■ Aim of the exercise: Copy all of the entries that follow, exactly.
BEGIN
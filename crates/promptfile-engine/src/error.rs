//! Pipeline error types.

use promptfile_registry::ProviderError;
use promptfile_template::TemplateError;
use thiserror::Error;

use crate::generator::GenerateError;

/// Failures of one invocation. Each variant names the offending provider or
/// flow and carries the invocation's correlation id; a failure terminates
/// only the one invocation.
#[derive(Debug, Error)]
pub enum PipelineError {
  /// Rendering a provider config against the invocation scope failed.
  #[error("config rendering failed for '{provider}.{property}' (request {request_id}): {source}")]
  Template {
    provider: String,
    property: String,
    request_id: String,
    #[source]
    source: TemplateError,
  },

  /// A declared source fetch failed; no partial source map is passed on.
  #[error("source '{provider}.{property}' failed (request {request_id}): {source}")]
  SourceFetch {
    provider: String,
    property: String,
    request_id: String,
    #[source]
    source: ProviderError,
  },

  /// The generation collaborator reported failure before any action ran.
  #[error("generation failed for flow '{flow}' (request {request_id}): {source}")]
  Generation {
    flow: String,
    request_id: String,
    #[source]
    source: GenerateError,
  },

  /// A result action failed. Generation already completed; earlier actions'
  /// side effects are not rolled back.
  #[error("action '{provider}.{property}' failed (request {request_id}): {source}")]
  ActionExecution {
    provider: String,
    property: String,
    request_id: String,
    #[source]
    source: ProviderError,
  },
}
END
■ Your response:
filename crates/promptfile-engine/src/error.rs
//! Pipeline error types.

use promptfile_registry::ProviderError;
use promptfile_template::TemplateError;
use thiserror::Error;

use crate::generator::GenerateError;

/// Failures of one invocation. Each variant names the offending provider or
/// flow and carries the invocation's correlation id; a failure terminates
/// only the one invocation.
#[derive(Debug, Error)]
pub enum PipelineError {
  /// Rendering a provider config against the invocation scope failed.
  #[error("config rendering failed for '{provider}.{property}' (request {request_id}): {source}")]
  Template {
    provider: String,
    property: String,
    request_id: String,
    #[source]
    source: TemplateError,
  },

  /// A declared source fetch failed; no partial source map is passed on.
  #[error("source '{provider}.{property}' failed (request {request_id}): {source}")]
  SourceFetch {
    provider: String,
    property: String,
    request_id: String,
    #[source]
    source: ProviderError,
  },

  /// The generation collaborator reported failure before any action ran.
  #[error("generation failed for flow '{flow}' (request {request_id}): {source}")]
  Generation {
    flow: String,
    request_id: String,
    #[source]
    source: GenerateError,
  },

  /// A result action failed. Generation already completed; earlier actions'
  /// side effects are not rolled back.
  #[error("action '{provider}.{property}' failed (request {request_id}): {source}")]
  ActionExecution {
    provider: String,
    property: String,
    request_id: String,
    #[source]
    source: ProviderError,
  },
}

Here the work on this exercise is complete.